Stricture in the esophagus is when neurological transmissions constrict the esophagus to prevent food from passing through it.
Addison’s disease is not exactly a type of megaesophagus, but it can be related to it in the sense that a deficiency of cortisone may alter the way the esophagus functions.
- Megaesophagus is diagnosed using an X-Ray
When you take your dog to a vet to have it checked, the doctor will usually ask you for a history of your dog’s health before conducting a full physical checkup on your pet canine. Your vet will attempt to examine the causes of its regurgitation and its vomiting by looking at the materials it expels from its mouth. As explained, regurgitation and vomiting are two different things and expel different items as well.

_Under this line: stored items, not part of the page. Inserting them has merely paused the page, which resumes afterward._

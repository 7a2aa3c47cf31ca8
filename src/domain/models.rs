use chrono::{DateTime, Days, FixedOffset, NaiveDate, Utc};
use serde::{Deserialize, Serialize};
use serde_json::{Map, Value};

/// One side of an event's span as the calendar service reports it.
#[derive(Debug, Clone, PartialEq, Eq)]
pub enum EventTime {
    Date {
        date: NaiveDate,
        time_zone: Option<String>,
    },
    DateTime {
        at: DateTime<FixedOffset>,
        time_zone: Option<String>,
    },
}

impl EventTime {
    /// Date-only value without a zone.
    pub fn on(date: NaiveDate) -> Self {
        Self::Date {
            date,
            time_zone: None,
        }
    }

    pub fn is_date_only(&self) -> bool {
        matches!(self, Self::Date { .. })
    }

    /// Calendar date as written on the wire, i.e. in the offset the service used.
    pub fn date(&self) -> NaiveDate {
        match self {
            Self::Date { date, .. } => *date,
            Self::DateTime { at, .. } => at.date_naive(),
        }
    }

    pub fn time_zone(&self) -> Option<&str> {
        match self {
            Self::Date { time_zone, .. } | Self::DateTime { time_zone, .. } => time_zone.as_deref(),
        }
    }

    fn collapsed_to(&self, date: NaiveDate) -> Self {
        Self::Date {
            date,
            time_zone: self.time_zone().map(ToOwned::to_owned),
        }
    }
}

/// Status marker carried in the event color.
#[derive(Debug, Clone, PartialEq, Eq, Default)]
pub enum Tag {
    Done,
    Other(String),
    #[default]
    Absent,
}

impl Tag {
    pub fn from_color_id(color_id: Option<&str>, done_color_id: &str) -> Self {
        match color_id.map(str::trim).filter(|value| !value.is_empty()) {
            None => Self::Absent,
            Some(value) if value == done_color_id => Self::Done,
            Some(value) => Self::Other(value.to_string()),
        }
    }

    pub fn color_id<'a>(&'a self, done_color_id: &'a str) -> Option<&'a str> {
        match self {
            Self::Done => Some(done_color_id),
            Self::Other(value) => Some(value.as_str()),
            Self::Absent => None,
        }
    }

    pub fn is_done(&self) -> bool {
        matches!(self, Self::Done)
    }
}

#[derive(Debug, Clone, PartialEq, Eq)]
pub struct Entry {
    pub id: String,
    pub summary: Option<String>,
    pub start: EventTime,
    pub end: EventTime,
    pub tag: Tag,
    /// Wire fields the todo model does not interpret; written back untouched.
    pub extra: Map<String, Value>,
}

impl Entry {
    /// New whole-day entry on `day`. The end date is exclusive.
    pub fn all_day(id: impl Into<String>, name: impl Into<String>, day: NaiveDate) -> Self {
        let next_day = day.checked_add_days(Days::new(1)).unwrap_or(day);
        Self {
            id: id.into(),
            summary: Some(name.into()),
            start: EventTime::on(day),
            end: EventTime::on(next_day),
            tag: Tag::Absent,
            extra: Map::new(),
        }
    }

    pub fn name(&self) -> &str {
        self.summary.as_deref().unwrap_or("")
    }

    pub fn is_all_day(&self) -> bool {
        self.start.is_date_only() && self.end.is_date_only()
    }

    /// Collapses timed start/end into their dates, keeping any zone name.
    /// Entries that are already all-day come back unchanged.
    ///
    /// The end date is exclusive, so a span that ends on its start date is
    /// stretched to cover that whole day.
    pub fn into_all_day(mut self) -> Self {
        let start = self.start.date();
        let end = self.end.date();
        let end = if end > start {
            end
        } else {
            start.checked_add_days(Days::new(1)).unwrap_or(start)
        };
        self.start = self.start.collapsed_to(start);
        self.end = self.end.collapsed_to(end);
        self
    }
}

#[derive(Debug, Clone, Serialize, Deserialize, PartialEq, Eq)]
pub struct OAuthToken {
    pub access_token: String,
    pub refresh_token: Option<String>,
    pub expires_at: DateTime<Utc>,
    pub token_type: String,
    pub scope: Option<String>,
}

impl OAuthToken {
    pub fn is_valid_at(&self, now: DateTime<Utc>, leeway_seconds: i64) -> bool {
        self.expires_at > now + chrono::Duration::seconds(leeway_seconds)
            && !self.access_token.trim().is_empty()
    }
}

#[cfg(test)]
mod tests {
    use super::*;

    fn date(value: &str) -> NaiveDate {
        NaiveDate::parse_from_str(value, "%Y-%m-%d").expect("valid date")
    }

    fn timed(value: &str) -> EventTime {
        EventTime::DateTime {
            at: DateTime::parse_from_rfc3339(value).expect("valid datetime"),
            time_zone: Some("America/New_York".to_string()),
        }
    }

    fn zoned_date(value: &str) -> EventTime {
        EventTime::Date {
            date: date(value),
            time_zone: Some("America/New_York".to_string()),
        }
    }

    #[test]
    fn tag_from_color_id_distinguishes_done_other_and_absent() {
        assert_eq!(Tag::from_color_id(Some("8"), "8"), Tag::Done);
        assert_eq!(Tag::from_color_id(Some("3"), "8"), Tag::Other("3".to_string()));
        assert_eq!(Tag::from_color_id(None, "8"), Tag::Absent);
        assert_eq!(Tag::from_color_id(Some("  "), "8"), Tag::Absent);
    }

    #[test]
    fn tag_color_id_uses_configured_sentinel() {
        assert_eq!(Tag::Done.color_id("11"), Some("11"));
        assert_eq!(Tag::Other("4".to_string()).color_id("11"), Some("4"));
        assert_eq!(Tag::Absent.color_id("11"), None);
    }

    #[test]
    fn all_day_entry_ends_on_the_following_date() {
        let entry = Entry::all_day("evt-1", "Laundry", date("2026-02-28"));
        assert!(entry.is_all_day());
        assert_eq!(entry.start, EventTime::on(date("2026-02-28")));
        assert_eq!(entry.end, EventTime::on(date("2026-03-01")));
        assert_eq!(entry.tag, Tag::Absent);
    }

    #[test]
    fn into_all_day_keeps_the_written_local_date() {
        let entry = Entry {
            id: "evt-2".to_string(),
            summary: Some("Late call".to_string()),
            start: timed("2026-02-16T23:30:00-05:00"),
            end: timed("2026-02-17T00:30:00-05:00"),
            tag: Tag::Absent,
            extra: Map::new(),
        };

        let collapsed = entry.into_all_day();
        assert_eq!(collapsed.start, zoned_date("2026-02-16"));
        assert_eq!(collapsed.end, zoned_date("2026-02-17"));
    }

    #[test]
    fn into_all_day_covers_same_day_span() {
        let entry = Entry {
            id: "evt-5".to_string(),
            summary: Some("Standup".to_string()),
            start: timed("2026-02-16T09:00:00-05:00"),
            end: timed("2026-02-16T09:15:00-05:00"),
            tag: Tag::Absent,
            extra: Map::new(),
        };

        let collapsed = entry.into_all_day();
        assert_eq!(collapsed.start, zoned_date("2026-02-16"));
        assert_eq!(collapsed.end, zoned_date("2026-02-17"));
        assert!(collapsed.is_all_day());
    }

    #[test]
    fn into_all_day_is_idempotent() {
        let entry = Entry::all_day("evt-3", "Gym", date("2026-02-16"));
        assert_eq!(entry.clone().into_all_day(), entry);
    }

    #[test]
    fn missing_summary_reads_as_empty_name() {
        let mut entry = Entry::all_day("evt-4", "x", date("2026-02-16"));
        entry.summary = None;
        assert_eq!(entry.name(), "");
    }
}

The vet will then conduct lab tests such as an X-Ray, which will be able to show the dilation of the esophagus. Other than that, there are no blood tests that can help diagnose megaesophagus, but blood tests may be able to tell you the cause of the condition.
- Treating this condition goes back to the root cause
When your vet is treating your dog’s megaesophagus, he has to go back to the underlying cause of the condition. If a disease is causing it as a side-effect, the vet will treat the disease in an attempt to decrease the symptoms of megaesophagus. But, in some cases, surgery might be necessary to treat this condition entirely so long as the cause requires it. Such happens if a foreign object in the dog’s esophagus is the root cause.
However, if the dog’s megaesophagus is congenital, there might not be an exact treatment for it. The vet may recommend medications, treatments, and home remedies that may help you manage the symptoms of your dog’s congenital megaesophagus.
- Feed your dogs a lot of calories
Dogs that are suffering from megaesophagus need to be fed with a high-calorie diet to make sure that it is able to meet its daily nutritional needs. You may need to make sure that its food is as small as possible to reduce regurgitation and to make it easier for the food to pass through the esophagus. Putting its food through a blender might be a good idea.
- Elevated feeding may reduce the symptoms
Elevated feeding may help manage the symptoms of your dog’s megaesophagus. What this type of feeding means is that you have to put the dog’s bowl or dish at an elevated position such that its body will take on a 45 to 90-degree position whenever it is eating. This allows the food to pass through the dog’s esophagus easier while the canine is enjoying its meal.